Source data
○ ○ ○ ○ ○

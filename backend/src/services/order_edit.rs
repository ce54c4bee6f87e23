//! Order edit engine
//!
//! Applies an admin's edit of an order's lines. The steps run in a fixed
//! order without a transaction:
//!
//! 1. open an audit session (fatal on failure, nothing else is attempted)
//! 2. insert new lines, update changed lines, delete removed lines
//! 3. record one audit line per change that went through
//! 4. re-read the lines, write the order aggregates, force `review` (fatal)
//!
//! Failures in steps 2 and 3 are collected as warnings and the remaining
//! steps still run, so a result with warnings means "some mutations
//! succeeded, verify state".

use serde::{Deserialize, Serialize};
use shared::{
    order_totals, plan_order_edit, EditedOrderItem, ItemChange, ItemChangeKind, NewOrderHistory,
    Order, OrderHistoryEntry, OrderItem, OrderItemHistoryEntry, OrderStatus,
};
use uuid::Uuid;
use validator::Validate;

use crate::error::{AppError, AppResult};
use crate::store::SharedStore;

/// Edited lines as submitted from the order editor
#[derive(Debug, Clone, Deserialize, Validate)]
pub struct OrderEditRequest {
    #[validate]
    pub items: Vec<EditedOrderItem>,
    #[validate(length(max = 2000))]
    pub notes: Option<String>,
}

/// Step of the edit that failed without aborting the run
#[derive(Debug, Clone, PartialEq, Eq, Serialize)]
#[serde(tag = "step", rename_all = "snake_case")]
pub enum EditStep {
    InsertItems,
    UpdateItem { item_id: Uuid },
    DeleteItems,
    RecordItemHistory,
}

#[derive(Debug, Clone, Serialize)]
pub struct EditWarning {
    #[serde(flatten)]
    pub step: EditStep,
    pub message: String,
}

/// Everything that happened during one edit
#[derive(Debug, Clone, Serialize)]
pub struct OrderEditOutcome {
    pub order: Order,
    pub history: OrderHistoryEntry,
    pub inserted: Vec<OrderItem>,
    pub updated: Vec<Uuid>,
    pub deleted: Vec<Uuid>,
    pub unchanged: usize,
    pub orphaned: Vec<String>,
    pub item_history: Vec<OrderItemHistoryEntry>,
    pub warnings: Vec<EditWarning>,
}

impl OrderEditOutcome {
    pub fn is_partial(&self) -> bool {
        !self.warnings.is_empty()
    }
}

/// Applies order edits against the datastore
#[derive(Clone)]
pub struct OrderEditService {
    store: SharedStore,
}

impl OrderEditService {
    pub fn new(store: SharedStore) -> Self {
        Self { store }
    }

    /// Apply `request` to `order_id` on behalf of `editor_id`
    pub async fn apply_edit(
        &self,
        order_id: Uuid,
        editor_id: &str,
        request: OrderEditRequest,
    ) -> AppResult<OrderEditOutcome> {
        request.validate()?;
        for item in &request.items {
            shared::validate_edited_item(item).map_err(|m| AppError::validation("items", m))?;
        }

        let order = self
            .store
            .find_order(order_id)
            .await?
            .ok_or_else(|| AppError::NotFound("Order".to_string()))?;
        if order.status.is_terminal() {
            return Err(AppError::InvalidStateTransition(format!(
                "Order {} is {} and cannot be edited",
                order.order_number, order.status
            )));
        }

        let original = self.store.order_items(order_id).await?;
        let plan = plan_order_edit(order_id, &original, &request.items)?;
        for orphan in &plan.orphaned {
            tracing::warn!(order_id = %order_id, item = %orphan, "Edited item matches no line on the order; skipped");
        }

        let history = self
            .store
            .insert_history(NewOrderHistory {
                order_id,
                previous_status: order.status,
                new_status: OrderStatus::Review,
                previous_quantity: order.quantity,
                new_quantity: plan.projected_quantity,
                previous_value: order.value,
                new_value: plan.projected_value,
                notes: request.notes.clone(),
                changed_by: editor_id.to_string(),
                original_items: original,
            })
            .await
            .map_err(|e| AppError::AuditSessionFailed(e.to_string()))?;

        let mut warnings = Vec::new();

        let inserted = if plan.to_insert.is_empty() {
            Vec::new()
        } else {
            match self.store.insert_items(&plan.new_items()).await {
                Ok(rows) => rows,
                Err(e) => {
                    tracing::warn!(order_id = %order_id, error = %e, "Failed to insert new lines");
                    warnings.push(EditWarning {
                        step: EditStep::InsertItems,
                        message: e.to_string(),
                    });
                    Vec::new()
                }
            }
        };

        let mut updated = Vec::with_capacity(plan.to_update.len());
        for update in &plan.to_update {
            match self.store.update_item(update).await {
                Ok(()) => updated.push(update.id),
                Err(e) => {
                    tracing::warn!(item_id = %update.id, error = %e, "Failed to update line");
                    warnings.push(EditWarning {
                        step: EditStep::UpdateItem { item_id: update.id },
                        message: e.to_string(),
                    });
                }
            }
        }

        let deleted = if plan.to_delete.is_empty() {
            Vec::new()
        } else {
            match self.store.delete_items(&plan.to_delete).await {
                Ok(_) => plan.to_delete.clone(),
                Err(e) => {
                    tracing::warn!(order_id = %order_id, error = %e, "Failed to delete removed lines");
                    warnings.push(EditWarning {
                        step: EditStep::DeleteItems,
                        message: e.to_string(),
                    });
                    Vec::new()
                }
            }
        };

        // Only changes that reached the item table go into the audit trail.
        let mut changes: Vec<ItemChange> = plan
            .changes
            .iter()
            .filter(|c| match (c.change, c.order_item_id) {
                (ItemChangeKind::Modified, Some(id)) => updated.contains(&id),
                (ItemChangeKind::Removed, Some(id)) => deleted.contains(&id),
                _ => false,
            })
            .cloned()
            .collect();
        if !inserted.is_empty() {
            changes.extend(plan.added_changes(&inserted));
        }

        let item_history = if changes.is_empty() {
            Vec::new()
        } else {
            match self
                .store
                .insert_item_history(history.id, order_id, &changes)
                .await
            {
                Ok(rows) => rows,
                Err(e) => {
                    tracing::warn!(history_id = %history.id, error = %e, "Failed to record item history");
                    warnings.push(EditWarning {
                        step: EditStep::RecordItemHistory,
                        message: e.to_string(),
                    });
                    Vec::new()
                }
            }
        };

        // Aggregates come from what is actually stored, not from the plan.
        let current = self.store.order_items(order_id).await?;
        let (quantity, value) = order_totals(&current)?;
        let order = self
            .store
            .update_order_summary(order_id, quantity, value, OrderStatus::Review)
            .await?;

        if warnings.is_empty() {
            tracing::info!(
                order_id = %order_id,
                inserted = inserted.len(),
                updated = updated.len(),
                deleted = deleted.len(),
                "Order edited and sent for review"
            );
        } else {
            tracing::warn!(
                order_id = %order_id,
                failures = warnings.len(),
                "Order edited with failures; verify its lines"
            );
        }

        Ok(OrderEditOutcome {
            order,
            history,
            inserted,
            updated,
            deleted,
            unchanged: plan.unchanged.len(),
            orphaned: plan.orphaned,
            item_history,
            warnings,
        })
    }
}
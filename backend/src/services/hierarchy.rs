//! Store hierarchy resolution and vacancy reporting

use shared::{ManagerRole, StoreHierarchy, Vacancy};

use crate::error::{AppError, AppResult};
use crate::store::SharedStore;

/// Resolves which stores a manager may see
#[derive(Clone)]
pub struct HierarchyService {
    store: SharedStore,
}

impl HierarchyService {
    pub fn new(store: SharedStore) -> Self {
        Self { store }
    }

    /// Stores where `user_id` holds the `role` position.
    ///
    /// An empty set is an error: a manager with no stores has nothing to load.
    pub async fn accessible_stores(
        &self,
        role: ManagerRole,
        user_id: &str,
    ) -> AppResult<Vec<StoreHierarchy>> {
        let stores = self.store.stores_for_manager(role, user_id).await?;

        if stores.is_empty() {
            tracing::warn!(role = %role, user_id, "No stores assigned to manager");
            return Err(AppError::NoAccessibleStores {
                role: role.to_string(),
                user_id: user_id.to_string(),
            });
        }

        tracing::debug!(role = %role, user_id, count = stores.len(), "Resolved accessible stores");
        Ok(stores)
    }

    /// Whether `user_id` manages `store_id` at `role`
    pub async fn manages_store(
        &self,
        role: ManagerRole,
        user_id: &str,
        store_id: uuid::Uuid,
    ) -> AppResult<bool> {
        let stores = self.store.stores_for_manager(role, user_id).await?;
        Ok(stores.iter().any(|s| s.store_id == store_id))
    }

    /// Vacant positions across the manager's stores and who covers each
    pub async fn vacancy_report(&self, role: ManagerRole, user_id: &str) -> AppResult<Vec<Vacancy>> {
        let stores = self.accessible_stores(role, user_id).await?;
        let vacancies: Vec<Vacancy> = stores.iter().flat_map(StoreHierarchy::vacancies).collect();

        let uncovered = vacancies.iter().filter(|v| v.covered_by.is_none()).count();
        if uncovered > 0 {
            tracing::warn!(uncovered, "Vacant positions with nobody above them");
        }

        Ok(vacancies)
    }
}
//! Datastore access
//!
//! Services talk to the relational store only through these traits so the
//! reconciliation and order-edit logic can run against the PostgreSQL
//! implementation in production and an in-memory one in tests.

use std::sync::Arc;

use async_trait::async_trait;
use rust_decimal::Decimal;
use shared::{
    AmendmentRecord, AmendmentStatus, ItemChange, ManagerRole, NewOrderHistory, NewOrderItem,
    Order, OrderHistoryEntry, OrderItem, OrderItemHistoryEntry, OrderItemUpdate, OrderStatus,
    PageRequest, StoreHierarchy, SubmissionRecord, UserProfile, WeekSelection, WeeklyPlanLine,
};
use uuid::Uuid;

use crate::error::AppResult;

pub mod postgres;

pub use postgres::PgStore;

/// Store hierarchy and user lookups
#[async_trait]
pub trait HierarchyRepository: Send + Sync {
    /// Hierarchy rows where `user_id` occupies the `role` column, ordered by store name
    async fn stores_for_manager(
        &self,
        role: ManagerRole,
        user_id: &str,
    ) -> AppResult<Vec<StoreHierarchy>>;

    async fn find_user_profile(&self, user_id: &str) -> AppResult<Option<UserProfile>>;
}

/// Weekly plan batches
#[async_trait]
pub trait PlanRepository: Send + Sync {
    async fn find_week(&self, reference: &str) -> AppResult<Option<WeekSelection>>;

    async fn upsert_week(&self, week: &WeekSelection) -> AppResult<WeekSelection>;

    /// One page of lines for `reference` restricted to `store_names`, ordered by store name
    async fn plan_lines_page(
        &self,
        reference: &str,
        store_names: &[String],
        page: PageRequest,
    ) -> AppResult<Vec<WeeklyPlanLine>>;

    async fn count_plan_lines(&self, reference: &str, store_names: &[String]) -> AppResult<i64>;

    /// Every line of a batch, regardless of store
    async fn all_plan_lines(&self, reference: &str) -> AppResult<Vec<WeeklyPlanLine>>;

    async fn delete_plan_lines(&self, reference: &str) -> AppResult<u64>;

    async fn insert_plan_lines(&self, lines: &[WeeklyPlanLine]) -> AppResult<u64>;
}

/// Fields of an amendment being created
#[derive(Debug, Clone)]
pub struct NewAmendment {
    pub reference: String,
    pub store_id: Uuid,
    pub stock_code: String,
    pub amended_qty: i32,
    pub justification: String,
    pub status: AmendmentStatus,
    pub created_by: String,
    pub created_by_role: ManagerRole,
}

/// Fields of a submission marker being created
#[derive(Debug, Clone)]
pub struct NewSubmission {
    pub reference: String,
    pub store_id: Uuid,
    pub status: AmendmentStatus,
    pub submitted_by: String,
    pub submitted_by_role: ManagerRole,
}

/// Amendments and submissions
#[async_trait]
pub trait AmendmentRepository: Send + Sync {
    async fn amendments_for_week(
        &self,
        reference: &str,
        store_ids: &[Uuid],
    ) -> AppResult<Vec<AmendmentRecord>>;

    async fn submissions_for_week(
        &self,
        reference: &str,
        store_ids: &[Uuid],
    ) -> AppResult<Vec<SubmissionRecord>>;

    async fn find_amendment(&self, id: Uuid) -> AppResult<Option<AmendmentRecord>>;

    async fn find_amendment_for(
        &self,
        reference: &str,
        store_id: Uuid,
        stock_code: &str,
    ) -> AppResult<Option<AmendmentRecord>>;

    async fn insert_amendment(&self, amendment: NewAmendment) -> AppResult<AmendmentRecord>;

    /// Persist quantity, justification, status, and admin fields of `amendment`
    async fn update_amendment(&self, amendment: &AmendmentRecord) -> AppResult<AmendmentRecord>;

    /// Move every amendment of a store and week in status `from` to `to`
    async fn set_amendment_status(
        &self,
        reference: &str,
        store_id: Uuid,
        from: AmendmentStatus,
        to: AmendmentStatus,
    ) -> AppResult<u64>;

    async fn insert_submission(&self, submission: NewSubmission) -> AppResult<SubmissionRecord>;

    async fn delete_submissions(&self, reference: &str, store_id: Uuid) -> AppResult<u64>;

    async fn delete_amendments(&self, reference: &str, store_id: Uuid) -> AppResult<u64>;
}

/// Orders, their items, and the audit trail
#[async_trait]
pub trait OrderRepository: Send + Sync {
    async fn find_order(&self, order_id: Uuid) -> AppResult<Option<Order>>;

    async fn order_items(&self, order_id: Uuid) -> AppResult<Vec<OrderItem>>;

    async fn insert_history(&self, entry: NewOrderHistory) -> AppResult<OrderHistoryEntry>;

    async fn insert_items(&self, items: &[NewOrderItem]) -> AppResult<Vec<OrderItem>>;

    /// Re-insert items with their original ids
    async fn restore_items(&self, items: &[OrderItem]) -> AppResult<u64>;

    async fn update_item(&self, update: &OrderItemUpdate) -> AppResult<()>;

    async fn delete_items(&self, item_ids: &[Uuid]) -> AppResult<u64>;

    async fn insert_item_history(
        &self,
        history_id: Uuid,
        order_id: Uuid,
        changes: &[ItemChange],
    ) -> AppResult<Vec<OrderItemHistoryEntry>>;

    async fn update_order_summary(
        &self,
        order_id: Uuid,
        quantity: i32,
        value: Decimal,
        status: OrderStatus,
    ) -> AppResult<Order>;

    /// History sessions for an order, newest first
    async fn order_history(&self, order_id: Uuid) -> AppResult<Vec<OrderHistoryEntry>>;

    async fn item_history(&self, history_id: Uuid) -> AppResult<Vec<OrderItemHistoryEntry>>;
}

/// Datastore connectivity for the health endpoint
#[async_trait]
pub trait StoreHealth: Send + Sync {
    async fn ping(&self) -> AppResult<()>;
}

/// Everything the services need from the datastore
pub trait Datastore:
    HierarchyRepository + PlanRepository + AmendmentRepository + OrderRepository + StoreHealth
{
}

impl<T> Datastore for T where
    T: HierarchyRepository + PlanRepository + AmendmentRepository + OrderRepository + StoreHealth
{
}

pub type SharedStore = Arc<dyn Datastore>;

○ ○ ○ ○ ○

→ Task to carry out: In the records above, each line with the string "ItemChangeKind" should be copied.

→ Completed task:
    order_totals, plan_order_edit, EditedOrderItem, ItemChange, ItemChangeKind, NewOrderHistory,
                (ItemChangeKind::Modified, Some(id)) => updated.contains(&id),
                (ItemChangeKind::Removed, Some(id)) => deleted.contains(&id),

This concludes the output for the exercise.